What About Expanding The Qualified Joint Venture Election?

I think to generate simplification ideas, we need to look at every tax rule or calculation and ask at least two questions. First, should this rule even be part of this type of tax? After all, the federal income tax has over 160 “tax expenditures” which are special rules that are not part of the basic income tax structure (see OMB FY2024 report). Next, is there a different way to draft the rule or handle the computation? We get so used to certain rules, forms, and practices that we often act as if that is the only way something can be done.

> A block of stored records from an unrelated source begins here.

//! # `tonegraph` - Parallel Tone Diffusion
//!
//! Iterative, shared-memory-parallel diffusion of a scalar "emotional tone"
//! over a static directed graph. Every step, each node blends its own previous
//! value with the mean of its incoming neighbors' previous values:
//!
//! ```text
//! next[v] = (1 - alpha) * prev[v] + alpha * mean(prev[u] for u -> v)
//! ```
//!
//! Nodes without incoming edges keep their value. After every step the mean of
//! the whole state vector is appended to a [`History`].
//!
//! ## Guarantees
//!
//! - **Snapshot reads**: every update of a step reads the same pre-step buffer and
//!   writes a distinct buffer; buffers swap only after all workers joined.
//! - **Single writer**: the node range is partitioned into disjoint `&mut` chunks,
//!   so each state slot has exactly one writer per step and no locks are needed.
//! - **Thread-count independence**: final states are bit-identical for any worker
//!   count or [`Schedule`]; history means differ at most in rounding.
//!
//! ## Architecture
//!
//! 1. [`graph`]: edge-list loader and the immutable CSC [`InfluenceGraph`]
//! 2. [`engine`]: worker pool, schedules and the step loop
//! 3. [`history`]: per-step means
//! 4. [`persist`]: text formats for states, histories and graphs
//! 5. [`config`]: JSON/env configuration layered under the CLI
//!
//! ## Example
//!
//! ```rust
//! use tonegraph::{engine, GraphLoader, RunParams, Threads};
//!
//! let text = "3 2\n0 1\n1 2\n";
//! let (graph, _report) = GraphLoader::new().load_reader(text.as_bytes()).unwrap();
//!
//! let params = RunParams::new(1).alpha(0.5).threads(Threads::from_count(2));
//! let out = engine::run(&graph, &[1.0, 0.0, 0.0], &params).unwrap();
//!
//! assert_eq!(out.final_state, vec![1.0, 0.5, 0.0]);
//! assert_eq!(out.history.as_slice(), &[0.5]);
//! ```

#![warn(missing_docs, clippy::all, clippy::pedantic)]
#![allow(clippy::module_name_repetitions)]
#![allow(clippy::must_use_candidate)]
#![allow(clippy::cast_precision_loss)]

pub mod config;
pub mod engine;
pub mod error;
pub mod graph;
pub mod history;
pub mod persist;

pub use config::RunConfig;
pub use engine::{run, DiffusionEngine, RunOutput, RunParams, Schedule, SchedulePolicy, Threads};
pub use error::{Error, IoStage, Result};
pub use graph::{GraphLoader, InfluenceGraph, LoadReport, NodeId, OutOfRangePolicy};
pub use history::History;

const _: () = {
    use core::mem;

    // Node handles are plain indices.
    assert!(mem::size_of::<NodeId>() == mem::size_of::<usize>());
    assert!(mem::align_of::<NodeId>() == mem::align_of::<usize>());
};
//! Single-threaded reference path.

use crate::error::{Error, Result};
use crate::graph::InfluenceGraph;
use crate::history::{mean, History};

use super::{next_state, validate_alpha, RunOutput};

/// Runs the diffusion on the calling thread with a left-to-right history sum.
///
/// Uses the same per-node update as [`DiffusionEngine`](super::DiffusionEngine),
/// so final states match the parallel engine exactly; history means may differ
/// only in rounding of the reduction.
pub fn simulate_serial(
    graph: &InfluenceGraph,
    initial_state: &[f64],
    steps: usize,
    alpha: f64,
) -> Result<RunOutput> {
    if initial_state.len() != graph.node_count() {
        return Err(Error::StateSizeMismatch {
            expected: graph.node_count(),
            found: initial_state.len(),
        });
    }
    validate_alpha(alpha)?;

    let mut current = initial_state.to_vec();
    let mut next = vec![0.0; current.len()];
    let mut history = History::with_capacity(steps);
    for _ in 0..steps {
        for (v, slot) in graph.nodes().zip(next.iter_mut()) {
            *slot = next_state(graph, &current, alpha, v);
        }
        core::mem::swap(&mut current, &mut next);
        history.record(mean(&current));
    }
    Ok(RunOutput {
        final_state: current,
        history,
    })
}
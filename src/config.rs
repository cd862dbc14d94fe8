//! Run configuration: defaults, optional JSON file, environment, CLI flags.
//!
//! Precedence, lowest first: [`RunConfig::default`], a JSON file
//! ([`RunConfig::load`]), the `TONEGRAPH_CHUNK_SIZE` environment variable
//! ([`RunConfig::with_env`]), then explicit command-line values set by the
//! caller.

use std::fs;
use std::num::NonZeroUsize;
use std::path::Path;

use serde::Deserialize;
use tracing::debug;

use crate::engine::{validate_alpha, RunParams, SchedulePolicy, Threads, DEFAULT_ALPHA};
use crate::error::{Error, IoStage, Result};
use crate::graph::OutOfRangePolicy;

/// Environment variable overriding the schedule chunk size.
pub const CHUNK_SIZE_ENV: &str = "TONEGRAPH_CHUNK_SIZE";

/// Tunables shared by every run of a process.
///
/// JSON example:
///
/// ```json
/// { "alpha": 0.25, "threads": 8, "schedule": "dynamic", "chunk_size": 256, "out_of_range": "reject" }
/// ```
#[derive(Debug, Clone, Copy, PartialEq, Deserialize)]
#[serde(default, deny_unknown_fields)]
pub struct RunConfig {
    /// Propagation coefficient.
    pub alpha: f64,
    /// Worker count; `None` or `0` selects the platform default.
    pub threads: Option<usize>,
    /// Partitioning policy.
    pub schedule: SchedulePolicy,
    /// Chunk size override for static and dynamic schedules.
    pub chunk_size: Option<NonZeroUsize>,
    /// Handling of edges with an endpoint outside `[0, N)`.
    pub out_of_range: OutOfRangePolicy,
}

impl Default for RunConfig {
    fn default() -> Self {
        Self {
            alpha: DEFAULT_ALPHA,
            threads: None,
            schedule: SchedulePolicy::Auto,
            chunk_size: None,
            out_of_range: OutOfRangePolicy::Drop,
        }
    }
}

impl RunConfig {
    /// Reads a JSON configuration file.
    pub fn load(path: impl AsRef<Path>) -> Result<Self> {
        let path = path.as_ref();
        let text = fs::read_to_string(path).map_err(|e| Error::io(IoStage::ConfigOpen, path, e))?;
        let config = Self::parse_json(&text).map_err(|source| Error::Config {
            path: path.to_path_buf(),
            source,
        })?;
        debug!(path = %path.display(), ?config, "loaded config");
        Ok(config)
    }

    /// Parses a JSON configuration; absent fields keep their defaults.
    pub fn parse_json(text: &str) -> serde_json::Result<Self> {
        serde_json::from_str(text)
    }

    /// Applies [`CHUNK_SIZE_ENV`] from the process environment.
    #[must_use]
    pub fn with_env(self) -> Self {
        self.with_chunk_size_var(std::env::var(CHUNK_SIZE_ENV).ok().as_deref())
    }

    /// Applies a raw chunk-size value; unset, unparsable or zero values are ignored.
    #[must_use]
    pub fn with_chunk_size_var(mut self, raw: Option<&str>) -> Self {
        if let Some(chunk) = raw.and_then(|s| s.trim().parse::<NonZeroUsize>().ok()) {
            self.chunk_size = Some(chunk);
        }
        self
    }

    /// Checks the values that do not depend on the graph.
    pub fn validate(&self) -> Result<()> {
        validate_alpha(self.alpha)
    }

    /// Validated engine parameters for a run of `steps` steps.
    pub fn run_params(&self, steps: usize) -> Result<RunParams> {
        self.validate()?;
        Ok(RunParams::new(steps)
            .alpha(self.alpha)
            .threads(Threads::from_count(self.threads.unwrap_or(0)))
            .schedule(self.schedule)
            .chunk_size(self.chunk_size))
    }
}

I want to offer an example of an out of the box idea that does have some basis in an existing tax rule. I recently suggested this in comments I submitted for the written record of a June 7 joint hearing of the Senate Finance Committee and Small Business and Entrepreneurship Committee, on tackling tax complexity for small businesses. Among my suggestions, I offered this:

Allow co-owners of a start-up business to elect qualified joint venture status for the first few years.

IRC Section 761(f) allows a married couple to elect to treat a business they jointly own and operate as a “qualified joint venture” rather than as a partnership. The couple files two matching Schedules C rather than a Form 1065 partnership return. This is simpler for the couple and enables both spouses to pay into the Social Security system. [see IRS information]

Filing two Schedules C is much easier than filing a partnership return including a Schedule K-1 (as well as Schedule K-3) for each partner.